On the other hand, although the posterior surface of the cornea is convex, it acts as a negative concave surface because it separates corneal substance (higher RI; n = 1.376) from aqueous humor (lower RI; n = 1.336). The refractive power of the posterior corneal surface is approximately –6 D.
Moreover, corneal epithelium has an impact on corneal power. The shape of the epithelial layer is responsible for about 0.40 D of astigmatism. The mean Q-value is –0.20 ± 0.13 (0.06 to –0.60) with epithelium and –0.26 ± 0.23 (0.07 to –1.51) without epithelium. In other words, the cornea is more prolate without the epithelium, which means that the epithelial layer forms a negative lens (thinner in the center) as shown in Figures 1.5A and B. This fact has a clinical impact on LVC procedures, especially in surface ablation techniques. This fact is more important in cases with irregular corneal surface because the epithelium has a remodeling (filling) feature, which masks the real corneal power and a significant portion of the underlying corneal irregularities as shown in Figure 1.6. Moreover, the remodeling feature of the epithelium affects refractive results after surface ablation, characterized by undercorrection after both myopic and hypermetropic corrections. The epithelium forms a positive convex lens or a negative concave lens after myopic or hypermetropic correction, respectively.
Figs. 1.5A and B: The effect of corneal epithelium on corneal shape. The cornea is more prolate without the epithelium.
There are different methods to measure corneal power. They are discussed in Chapter 5.
Geometrical Landmarks
There are virtual landmarks of clinical importance in the cornea. They are corneal apex, thinnest location (TL), mean K-reading (Km), and maximum K-reading (Kmax) (Fig. 1.7).
- Corneal apex: As mentioned before, it is the point at which VK normal intersects with the anterior corneal surface; therefore, it is also known as vertex normal. Assumably, it represents Purkinje-Sanson reflex I. However, since the Pentacam does not include a Placido disk, the device considers the point which is confronting the fixation target as corneal apex, which is not true in 7most cases. The computer considers this point as the origin of coordinates, X for the horizontal and Y for the vertical axes (Chapter 4). The direction of X is from patient's right to their left, and the direction of Y is from the bottom up. All other landmarks are measured from the corneal apex. Therefore, the X and Y coordinates of this point have a value of 0.00. Corneal thickness at this point is usually referred to as CCT. Depending on the technology used for measuring corneal thickness, the average CCT ranges from 534 µm to 575 µm.

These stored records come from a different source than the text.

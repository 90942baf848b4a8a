// SPDX-License-Identifier: AGPL-3.0-or-later
//
// Copyright (C) 2025 Daniel Negri
//
// This program is free software: you can redistribute it and/or modify
// it under the terms of the GNU Affero General Public License as published by
// the Free Software Foundation, either version 3 of the License, or
// (at your option) any later version.
//
// This program is distributed in the hope that it will be useful,
// but WITHOUT ANY WARRANTY; without even the implied warranty of
// MERCHANTABILITY or FITNESS FOR A PARTICULAR PURPOSE. See the
// GNU Affero General Public License for more details.
//
// You should have received a copy of the GNU Affero General Public License
// along with this program. If not, see <https://www.gnu.org/licenses/>.

//! Account records.
//!
//! An account belongs to one owner and holds a single-currency balance in
//! minor units. The balance is only changed by the transfer engine, or set
//! once when the account is opened.
//!
//! # Example
//!
//! ```
//! use bank_ledger_rs::{Context, Currency, MemoryStore, Store, CreateAccountParams};
//!
//! let store = MemoryStore::new();
//! let account = store
//!     .create_account(&Context::background(), CreateAccountParams::new("alice", Currency::USD))
//!     .unwrap();
//! assert_eq!(account.balance, 0);
//! ```

use crate::base::{AccountId, Currency};
use chrono::{DateTime, Utc};
use serde::{Deserialize, Serialize};

/// Ledger account.
#[derive(Debug, Clone, PartialEq, Eq, Serialize, Deserialize)]
pub struct Account {
    pub id: AccountId,
    pub owner: String,
    /// Balance in the smallest currency unit.
    pub balance: i64,
    pub currency: Currency,
    pub created_at: DateTime<Utc>,
}

impl Account {
    /// Returns the balance after applying `delta`, or `None` on overflow.
    pub fn balance_after(&self, delta: i64) -> Option<i64> {
        self.balance.checked_add(delta)
    }
}

/// Fields for opening an account.
#[derive(Debug, Clone, PartialEq, Eq)]
pub struct CreateAccountParams {
    pub owner: String,
    pub balance: i64,
    pub currency: Currency,
}

impl CreateAccountParams {
    /// Opening parameters with a zero balance.
    pub fn new(owner: impl Into<String>, currency: Currency) -> Self {
        Self {
            owner: owner.into(),
            balance: 0,
            currency,
        }
    }

    /// Sets an opening balance. Used when seeding fixtures.
    pub fn with_balance(mut self, balance: i64) -> Self {
        self.balance = balance;
        self
    }
}

/// Page of accounts, optionally restricted to one owner.
#[derive(Debug, Clone, PartialEq, Eq)]
pub struct ListAccountsParams {
    pub owner: Option<String>,
    pub limit: usize,
    pub offset: usize,
}
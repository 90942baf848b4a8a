// SPDX-License-Identifier: AGPL-3.0-or-later
//
// Copyright (C) 2025 Daniel Negri
//
// This program is free software: you can redistribute it and/or modify
// it under the terms of the GNU Affero General Public License as published by
// the Free Software Foundation, either version 3 of the License, or
// (at your option) any later version.
//
// This program is distributed in the hope that it will be useful,
// but WITHOUT ANY WARRANTY; without even the implied warranty of
// MERCHANTABILITY or FITNESS FOR A PARTICULAR PURPOSE. See the
// GNU Affero General Public License for more details.
//
// You should have received a copy of the GNU Affero General Public License
// along with this program. If not, see <https://www.gnu.org/licenses/>.

use bank_ledger_rs::service::TransferRequest;
use bank_ledger_rs::{
    BankService, Context, CreateAccountParams, Currency, Engine, ListAccountsParams,
    MemoryStore, Store, StoreConfig, logging,
};
use clap::Parser;
use csv::{Reader, ReaderBuilder, StringRecord, Trim, Writer};
use serde::{Deserialize, Serialize};
use std::fs::File;
use std::io::{BufReader, Read, Write};
use std::path::PathBuf;
use std::process;
use std::sync::Arc;
use std::time::Duration;
use tracing::{error, info, warn};

/// Bank Ledger - Replay a ledger script
///
/// Reads account openings and transfers from a CSV file, runs them through
/// the transfer engine and prints the final account balances to stdout.
#[derive(Parser, Debug)]
#[command(name = "bank-ledger")]
#[command(about = "Replays a CSV ledger script through the transfer engine", long_about = None)]
struct Args {
    /// Path to CSV file with ledger operations
    ///
    /// Expected format: type,owner,currency,from,to,amount
    /// Example: cargo run -- script.csv > accounts.csv
    #[arg(value_name = "FILE")]
    input: PathBuf,

    /// Longest time a transfer waits for an account row lock
    #[arg(long, default_value_t = 5_000)]
    lock_timeout_ms: u64,

    /// Default log filter when RUST_LOG is unset
    #[arg(long, default_value = "warn")]
    log_level: String,

    /// Emit logs as JSON lines
    #[arg(long)]
    log_json: bool,
}

fn main() {
    let args = Args::parse();
    logging::init(&args.log_level, args.log_json);

    let file = match File::open(&args.input) {
        Ok(f) => f,
        Err(e) => {
            error!(path = %args.input.display(), error = %e, "cannot open input");
            process::exit(1);
        }
    };

    let config = StoreConfig {
        lock_timeout: Duration::from_millis(args.lock_timeout_ms),
        ..StoreConfig::default()
    };
    let service = BankService::new(Engine::new(Arc::new(MemoryStore::with_config(config))));

    if let Err(e) = replay(&service, BufReader::new(file)) {
        error!(error = %e, "cannot read ledger script");
        process::exit(1);
    }

    if let Err(e) = write_accounts(&service, std::io::stdout()) {
        error!(error = %e, "cannot write accounts");
        process::exit(1);
    }
}

/// Raw CSV record matching the input format.
///
/// Fields: `type, owner, currency, from, to, amount`
#[derive(Debug, Deserialize)]
struct CsvRecord {
    #[serde(rename = "type")]
    op: String,
    owner: String,
    #[serde(deserialize_with = "csv::invalid_option")]
    currency: Option<Currency>,
    #[serde(deserialize_with = "csv::invalid_option")]
    from: Option<i64>,
    #[serde(deserialize_with = "csv::invalid_option")]
    to: Option<i64>,
    #[serde(deserialize_with = "csv::invalid_option")]
    amount: Option<i64>,
}

/// Account row written to stdout.
#[derive(Debug, Serialize)]
struct AccountRecord<'a> {
    id: i64,
    owner: &'a str,
    balance: i64,
    currency: Currency,
}

fn script_reader<R: Read>(reader: R) -> Reader<R> {
    ReaderBuilder::new()
        .trim(Trim::All)
        .flexible(true)
        .has_headers(true)
        .from_reader(reader)
}

/// 1-based line of `record` in the input file, header included.
fn line_of(record: &StringRecord) -> u64 {
    record.position().map_or(0, |pos| pos.line())
}

/// Applies every row of a ledger script.
///
/// # CSV Format
///
/// ```csv
/// type,owner,currency,from,to,amount
/// open,alice,USD,,,100
/// open,bob,USD,,,
/// transfer,alice,USD,1,2,30
/// ```
///
/// `open` rows create an account, seeded with `amount` when present.
/// `transfer` rows move money on behalf of `owner`. Malformed rows and
/// rejected transfers are logged and skipped.
fn replay<S: Store, R: Read>(service: &BankService<S>, reader: R) -> Result<(), csv::Error> {
    let ctx = Context::background();
    let mut rdr = script_reader(reader);
    let headers = rdr.headers()?.clone();

    for result in rdr.records() {
        let raw = match result {
            Ok(raw) => raw,
            Err(e) => {
                let line = e.position().map_or(0, |pos| pos.line());
                warn!(line, error = %e, "skipping unreadable row");
                continue;
            }
        };
        let line = line_of(&raw);
        let record: CsvRecord = match raw.deserialize(Some(&headers)) {
            Ok(record) => record,
            Err(e) => {
                warn!(line, error = %e, "skipping malformed row");
                continue;
            }
        };

        match (record.op.to_lowercase().as_str(), record.currency) {
            ("open", Some(currency)) => {
                let params = CreateAccountParams::new(record.owner.as_str(), currency)
                    .with_balance(record.amount.unwrap_or(0));
                match service.engine().store().create_account(&ctx, params) {
                    Ok(account) => info!(account = %account.id, "opened account"),
                    Err(e) => warn!(line, error = %e, "open failed"),
                }
            }
            ("transfer", Some(currency)) => {
                let (Some(from), Some(to), Some(amount)) = (record.from, record.to, record.amount)
                else {
                    warn!(line, "skipping incomplete transfer row");
                    continue;
                };
                let request = TransferRequest {
                    from_account_id: from,
                    to_account_id: to,
                    amount,
                    currency,
                };
                if let Err(e) = service.create_transfer(&ctx, &record.owner, request) {
                    warn!(line, error = %e, "transfer rejected");
                }
            }
            (op, _) => warn!(line, op, "skipping invalid row"),
        }
    }

    Ok(())
}

/// Writes every account as `id,owner,balance,currency`, ordered by id.
fn write_accounts<S: Store, W: Write>(
    service: &BankService<S>,
    writer: W,
) -> Result<(), Box<dyn std::error::Error>> {
    let accounts = service.engine().store().list_accounts(
        &Context::background(),
        &ListAccountsParams {
            owner: None,
            limit: usize::MAX,
            offset: 0,
        },
    )?;

    let mut wtr = Writer::from_writer(writer);
    for account in &accounts {
        wtr.serialize(AccountRecord {
            id: account.id.0,
            owner: &account.owner,
            balance: account.balance,
            currency: account.currency,
        })?;
    }
    wtr.flush()?;
    Ok(())
}
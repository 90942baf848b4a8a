// SPDX-License-Identifier: AGPL-3.0-or-later
//
// Copyright (C) 2025 Daniel Negri
//
// This program is free software: you can redistribute it and/or modify
// it under the terms of the GNU Affero General Public License as published by
// the Free Software Foundation, either version 3 of the License, or
// (at your option) any later version.
//
// This program is distributed in the hope that it will be useful,
// but WITHOUT ANY WARRANTY; without even the implied warranty of
// MERCHANTABILITY or FITNESS FOR A PARTICULAR PURPOSE. See the
// GNU Affero General Public License for more details.
//
// You should have received a copy of the GNU Affero General Public License
// along with this program. If not, see <https://www.gnu.org/licenses/>.

//! Error types for storage and transfer processing.

use crate::base::{AccountId, Currency};
use crate::transfer::AccountRole;
use thiserror::Error;

/// Coarse classification used by callers to map errors to responses.
#[derive(Debug, Clone, Copy, PartialEq, Eq, Hash)]
pub enum ErrorClass {
    /// Caller-supplied bad input. Never retried.
    Validation,
    /// Well-formed request rejected by a business rule. Never retried.
    BusinessRule,
    /// A referenced record does not exist.
    NotFound,
    /// Storage fault, lock timeout or cancellation. May be retried.
    Transient,
}

/// Storage layer errors.
#[derive(Error, Debug, Clone, PartialEq, Eq)]
pub enum StoreError {
    #[error("{table} {id} not found")]
    NotFound { table: &'static str, id: i64 },

    /// Insert references a row that does not exist.
    #[error("{table} references missing account {id}")]
    ForeignKeyViolation { table: &'static str, id: i64 },

    /// Write would break a column constraint, such as a negative balance.
    #[error("{table}.{column} check constraint violated by {value}")]
    CheckViolation {
        table: &'static str,
        column: &'static str,
        value: i64,
    },

    /// Waited longer than the configured lock timeout for a row lock.
    #[error("timed out waiting for row lock on account {account_id}")]
    LockTimeout { account_id: AccountId },

    #[error("unit of work cancelled")]
    Cancelled,

    #[error("deadline exceeded")]
    DeadlineExceeded,

    #[error("storage backend failure: {0}")]
    Backend(String),
}

impl StoreError {
    pub fn is_not_found(&self) -> bool {
        matches!(self, StoreError::NotFound { .. })
    }

    pub fn is_cancellation(&self) -> bool {
        matches!(self, StoreError::Cancelled | StoreError::DeadlineExceeded)
    }
}

/// Errors surfaced by [`Engine::transfer`](crate::Engine::transfer).
#[derive(Error, Debug, Clone, PartialEq, Eq)]
pub enum TransferError {
    /// Amount is zero or negative
    #[error("invalid amount (must be positive)")]
    InvalidAmount,

    #[error("cannot transfer to the same account")]
    SameAccount,

    #[error("{which} account {account_id} not found")]
    AccountNotFound {
        which: AccountRole,
        account_id: AccountId,
    },

    #[error("{which} account {account_id} currency mismatch: expected {expected}, got {actual}")]
    CurrencyMismatch {
        which: AccountRole,
        account_id: AccountId,
        expected: Currency,
        actual: Currency,
    },

    #[error("account {account_id} has insufficient balance: {balance} < {requested}")]
    InsufficientFunds {
        account_id: AccountId,
        balance: i64,
        requested: i64,
    },

    /// Applying the transfer would overflow the account balance
    #[error("balance overflow on account {account_id}")]
    BalanceOverflow { account_id: AccountId },

    #[error("storage failure: {0}")]
    Storage(StoreError),

    /// Context cancelled or deadline exceeded; nothing was written.
    #[error("transfer cancelled")]
    Cancelled,
}

impl TransferError {
    pub fn class(&self) -> ErrorClass {
        match self {
            TransferError::InvalidAmount
            | TransferError::SameAccount
            | TransferError::CurrencyMismatch { .. } => ErrorClass::Validation,
            TransferError::InsufficientFunds { .. } | TransferError::BalanceOverflow { .. } => {
                ErrorClass::BusinessRule
            }
            TransferError::AccountNotFound { .. } => ErrorClass::NotFound,
            TransferError::Storage(_) | TransferError::Cancelled => ErrorClass::Transient,
        }
    }

    /// Whether the caller may retry the same request.
    pub fn is_retryable(&self) -> bool {
        self.class() == ErrorClass::Transient
    }
}

impl From<StoreError> for TransferError {
    fn from(err: StoreError) -> Self {
        if err.is_cancellation() {
            TransferError::Cancelled
        } else {
            TransferError::Storage(err)
        }
    }
}
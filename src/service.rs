// SPDX-License-Identifier: AGPL-3.0-or-later
//
// Copyright (C) 2025 Daniel Negri
//
// This program is free software: you can redistribute it and/or modify
// it under the terms of the GNU Affero General Public License as published by
// the Free Software Foundation, either version 3 of the License, or
// (at your option) any later version.
//
// This program is distributed in the hope that it will be useful,
// but WITHOUT ANY WARRANTY; without even the implied warranty of
// MERCHANTABILITY or FITNESS FOR A PARTICULAR PURPOSE. See the
// GNU Affero General Public License for more details.
//
// You should have received a copy of the GNU Affero General Public License
// along with this program. If not, see <https://www.gnu.org/licenses/>.

//! Request façade.
//!
//! [`BankService`] sits between a transport layer and the ledger. It
//! validates inbound fields and checks that the authenticated owner may act
//! on the accounts involved. It then delegates to the store or the transfer
//! engine. Caller identity is passed in already authenticated.

use crate::account::{Account, CreateAccountParams, ListAccountsParams};
use crate::base::{AccountId, Currency};
use crate::context::Context;
use crate::engine::Engine;
use crate::error::{ErrorClass, StoreError, TransferError};
use crate::store::Store;
use crate::transfer::{TransferParams, TransferResult};
use serde::Deserialize;
use std::sync::Arc;
use thiserror::Error;
use tracing::debug;

/// Smallest and largest page sizes accepted by [`BankService::list_accounts`].
pub const PAGE_SIZE_RANGE: std::ops::RangeInclusive<usize> = 5..=10;

#[derive(Debug, Clone, PartialEq, Eq, Deserialize)]
pub struct CreateAccountRequest {
    pub currency: Currency,
}

#[derive(Debug, Clone, PartialEq, Eq, Deserialize)]
pub struct ListAccountsRequest {
    pub page_id: usize,
    pub page_size: usize,
}

#[derive(Debug, Clone, PartialEq, Eq, Deserialize)]
pub struct TransferRequest {
    pub from_account_id: i64,
    pub to_account_id: i64,
    pub amount: i64,
    pub currency: Currency,
}

#[derive(Error, Debug, Clone, PartialEq, Eq)]
pub enum ServiceError {
    #[error("invalid request: {0}")]
    InvalidRequest(String),

    /// Caller does not own the account
    #[error("account {account_id} doesn't belong to the authenticated user")]
    Unauthorized { account_id: AccountId },

    #[error("account {account_id} not found")]
    NotFound { account_id: AccountId },

    #[error(transparent)]
    Transfer(#[from] TransferError),

    #[error(transparent)]
    Storage(StoreError),
}

impl ServiceError {
    pub fn class(&self) -> ErrorClass {
        match self {
            ServiceError::InvalidRequest(_) | ServiceError::Unauthorized { .. } => {
                ErrorClass::Validation
            }
            ServiceError::NotFound { .. } => ErrorClass::NotFound,
            ServiceError::Transfer(err) => err.class(),
            ServiceError::Storage(_) => ErrorClass::Transient,
        }
    }
}

impl From<StoreError> for ServiceError {
    fn from(err: StoreError) -> Self {
        if err.is_cancellation() {
            ServiceError::Transfer(TransferError::Cancelled)
        } else {
            ServiceError::Storage(err)
        }
    }
}

/// Account and transfer operations on behalf of an authenticated owner.
pub struct BankService<S> {
    store: Arc<S>,
    engine: Engine<S>,
}

impl<S: Store> BankService<S> {
    pub fn new(engine: Engine<S>) -> Self {
        Self {
            store: Arc::clone(engine.store()),
            engine,
        }
    }

    pub fn engine(&self) -> &Engine<S> {
        &self.engine
    }

    /// Opens an empty account for `owner`.
    pub fn create_account(
        &self,
        ctx: &Context,
        owner: &str,
        request: CreateAccountRequest,
    ) -> Result<Account, ServiceError> {
        if owner.trim().is_empty() {
            return Err(ServiceError::InvalidRequest("owner is required".into()));
        }
        let account = self
            .store
            .create_account(ctx, CreateAccountParams::new(owner, request.currency))?;
        debug!(account = %account.id, owner, currency = %account.currency, "account opened");
        Ok(account)
    }

    pub fn get_account(
        &self,
        ctx: &Context,
        owner: &str,
        account_id: AccountId,
    ) -> Result<Account, ServiceError> {
        self.owned_account(ctx, owner, account_id)
    }

    /// One page of the caller's own accounts.
    pub fn list_accounts(
        &self,
        ctx: &Context,
        owner: &str,
        request: ListAccountsRequest,
    ) -> Result<Vec<Account>, ServiceError> {
        if request.page_id < 1 {
            return Err(ServiceError::InvalidRequest("page_id must be at least 1".into()));
        }
        if !PAGE_SIZE_RANGE.contains(&request.page_size) {
            return Err(ServiceError::InvalidRequest(format!(
                "page_size must be between {} and {}",
                PAGE_SIZE_RANGE.start(),
                PAGE_SIZE_RANGE.end()
            )));
        }
        let offset = (request.page_id - 1)
            .checked_mul(request.page_size)
            .ok_or_else(|| ServiceError::InvalidRequest("page_id is too large".into()))?;
        let params = ListAccountsParams {
            owner: Some(owner.to_string()),
            limit: request.page_size,
            offset,
        };
        Ok(self.store.list_accounts(ctx, &params)?)
    }

    /// Transfers money out of one of the caller's accounts.
    pub fn create_transfer(
        &self,
        ctx: &Context,
        owner: &str,
        request: TransferRequest,
    ) -> Result<TransferResult, ServiceError> {
        for (field, id) in [
            ("from_account_id", request.from_account_id),
            ("to_account_id", request.to_account_id),
        ] {
            if id < 1 {
                return Err(ServiceError::InvalidRequest(format!("{field} must be at least 1")));
            }
        }
        if request.amount <= 0 {
            return Err(TransferError::InvalidAmount.into());
        }

        let from_account_id = AccountId(request.from_account_id);
        match self.store.get_account(ctx, from_account_id) {
            Ok(account) if account.owner != owner => {
                return Err(ServiceError::Unauthorized {
                    account_id: from_account_id,
                });
            }
            Ok(_) => {}
            // Let the engine report which side is missing.
            Err(err) if err.is_not_found() => {}
            Err(err) => return Err(err.into()),
        }

        let params = TransferParams {
            from_account_id,
            to_account_id: AccountId(request.to_account_id),
            amount: request.amount,
            currency: request.currency,
        };
        Ok(self.engine.transfer(ctx, params)?)
    }

    fn owned_account(
        &self,
        ctx: &Context,
        owner: &str,
        account_id: AccountId,
    ) -> Result<Account, ServiceError> {
        let account = self
            .store
            .get_account(ctx, account_id)
            .map_err(|err| match err {
                StoreError::NotFound { .. } => ServiceError::NotFound { account_id },
                other => other.into(),
            })?;
        if account.owner != owner {
            return Err(ServiceError::Unauthorized { account_id });
        }
        Ok(account)
    }
}
// SPDX-License-Identifier: AGPL-3.0-or-later
//
// Copyright (C) 2025 Daniel Negri
//
// This program is free software: you can redistribute it and/or modify
// it under the terms of the GNU Affero General Public License as published by
// the Free Software Foundation, either version 3 of the License, or
// (at your option) any later version.
//
// This program is distributed in the hope that it will be useful,
// but WITHOUT ANY WARRANTY; without even the implied warranty of
// MERCHANTABILITY or FITNESS FOR A PARTICULAR PURPOSE. See the
// GNU Affero General Public License for more details.
//
// You should have received a copy of the GNU Affero General Public License
// along with this program. If not, see <https://www.gnu.org/licenses/>.

//! Core identifier types and the currency code.

use serde::{Deserialize, Serialize};
use std::fmt;
use std::str::FromStr;

/// Unique identifier for an account.
///
/// Account ids are totally ordered; the transfer engine relies on that order
/// to acquire row locks deterministically.
#[derive(Debug, Clone, Copy, PartialEq, Eq, PartialOrd, Ord, Hash, Deserialize, Serialize)]
#[serde(transparent)]
pub struct AccountId(pub i64);

impl fmt::Display for AccountId {
    fn fmt(&self, f: &mut fmt::Formatter<'_>) -> fmt::Result {
        write!(f, "{}", self.0)
    }
}

/// Unique identifier for a ledger entry.
#[derive(Debug, Clone, Copy, PartialEq, Eq, PartialOrd, Ord, Hash, Deserialize, Serialize)]
#[serde(transparent)]
pub struct EntryId(pub i64);

impl fmt::Display for EntryId {
    fn fmt(&self, f: &mut fmt::Formatter<'_>) -> fmt::Result {
        write!(f, "{}", self.0)
    }
}

/// Unique identifier for a transfer record.
#[derive(Debug, Clone, Copy, PartialEq, Eq, PartialOrd, Ord, Hash, Deserialize, Serialize)]
#[serde(transparent)]
pub struct TransferId(pub i64);

impl fmt::Display for TransferId {
    fn fmt(&self, f: &mut fmt::Formatter<'_>) -> fmt::Result {
        write!(f, "{}", self.0)
    }
}

/// Supported account currencies.
///
/// Serialized as the upper-case ISO 4217 code. A currency is fixed when the
/// account is opened and never changes afterwards.
#[derive(Debug, Clone, Copy, PartialEq, Eq, Hash, Deserialize, Serialize)]
pub enum Currency {
    USD,
    EUR,
    CAD,
}

impl Currency {
    pub const ALL: [Currency; 3] = [Currency::USD, Currency::EUR, Currency::CAD];

    pub fn code(&self) -> &'static str {
        match self {
            Currency::USD => "USD",
            Currency::EUR => "EUR",
            Currency::CAD => "CAD",
        }
    }
}

impl fmt::Display for Currency {
    fn fmt(&self, f: &mut fmt::Formatter<'_>) -> fmt::Result {
        f.write_str(self.code())
    }
}

/// Returned when parsing a currency code that is not supported.
#[derive(Debug, Clone, PartialEq, Eq, thiserror::Error)]
#[error("unsupported currency: {0}")]
pub struct UnsupportedCurrency(pub String);

impl FromStr for Currency {
    type Err = UnsupportedCurrency;

    fn from_str(s: &str) -> Result<Self, Self::Err> {
        match s {
            "USD" => Ok(Currency::USD),
            "EUR" => Ok(Currency::EUR),
            "CAD" => Ok(Currency::CAD),
            other => Err(UnsupportedCurrency(other.to_string())),
        }
    }
}
//! Shared event types and serialization for the ARCA City simulation.
//!
//! This crate contains pure data structures with no simulation logic.
//! It is a dependency for all other crates in the workspace.

pub mod dialogue;
pub mod event;
pub mod snapshot;
pub mod stamp;

pub use dialogue::{AgentDescriptor, ConversationKey, DialogueLine};

pub use event::{generate_event_id, EndReason, EventKind, SimEvent};

pub use snapshot::{AgentSnapshot, CitySnapshot, ConversationSnapshot};

pub use stamp::FrameStamp;
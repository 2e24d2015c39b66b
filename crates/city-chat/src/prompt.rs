//! Prompt builders for dialogue generation and agent chat.

use city_events::AgentDescriptor;

use crate::dialogue::DIALOGUE_LINES;

pub const DIALOGUE_SYSTEM: &str = "You write short, lively street conversations between two AI \
agents who live in ARCA City, a small on-chain town. Respond with JSON only.";

/// User prompt asking for a conversation between two agents.
pub fn dialogue_prompt(first: &AgentDescriptor, second: &AgentDescriptor) -> String {
    format!(
        "Two agents just bumped into each other on the street.\n\
         Agent A: {} (id {}{})\n\
         Agent B: {} (id {}{})\n\n\
         Write exactly {} lines of dialogue, alternating speakers and starting with {}. \
         Return a JSON object {{\"dialogue\": [...]}} where each entry is \
         {{\"speaker\": <name>, \"message\": <what they say>, \"action\": <a short stage direction>}}.",
        first.name,
        first.id,
        owner_note(first),
        second.name,
        second.id,
        owner_note(second),
        DIALOGUE_LINES,
        first.name,
    )
}

fn owner_note(agent: &AgentDescriptor) -> String {
    agent
        .owner
        .as_deref()
        .map(|owner| format!(", owned by {}", owner))
        .unwrap_or_default()
}

/// System prompt for a user chatting with their agent.
pub fn chat_system(agent_name: &str, address: &str, balance: u64) -> String {
    format!(
        "You are {agent_name}, an AI agent living in ARCA City with your own wallet.\n\
         Your wallet address is {address} and it currently holds {balance} tokens.\n\
         Reply in character. Respond with a JSON object:\n\
         {{\"message\": <your reply>, \"action\": <action or null>}}\n\
         where action is one of:\n\
         {{\"type\": \"transfer\", \"to\": <0x address>, \"amount\": <whole tokens>}}\n\
         {{\"type\": \"check_balance\"}}\n\
         {{\"type\": \"reply\"}}\n\
         Only transfer when the user clearly asks you to send tokens to a specific address."
    )
}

- Thinnest location: It is the location of the thinnest point in the measured cornea. Corneal thickness at this point is usually referred to as TCT. In an international multicenter study based on the Pentacam HR (OCULUS Optikgeräte GmbH, Wetzlar, Germany), Feng and associates reported an average TCT of 536 μm overall. Values less than 469 µm or 435 μm (–2 or –3 SD, respectively) would be expected in less than 2.5% or 0.15% of normal corneas, respectively. The X-coordinate averaged 0.44 mm temporally, and the Y-coordinate averaged 0.29 mm inferiorly in relation with corneal apex. Y-coordinates more than 1.00 mm inferiorly were found in less than 0.5% of normal corneas.
- Mean K-reading: It is the arithmetic average of the central Sim-Ks on the anterior corneal surface. Based on Placido-disk devices, normal Km is less than 47.2 D, while based on Holladay report (Pentacam), normal Km is less than 48 D.
- Maximum K-reading: It is the Kmax on the anterior corneal surface measured by the anterior sagittal curvature map. Interestingly, at this point in time, there is no normative data for Kmax.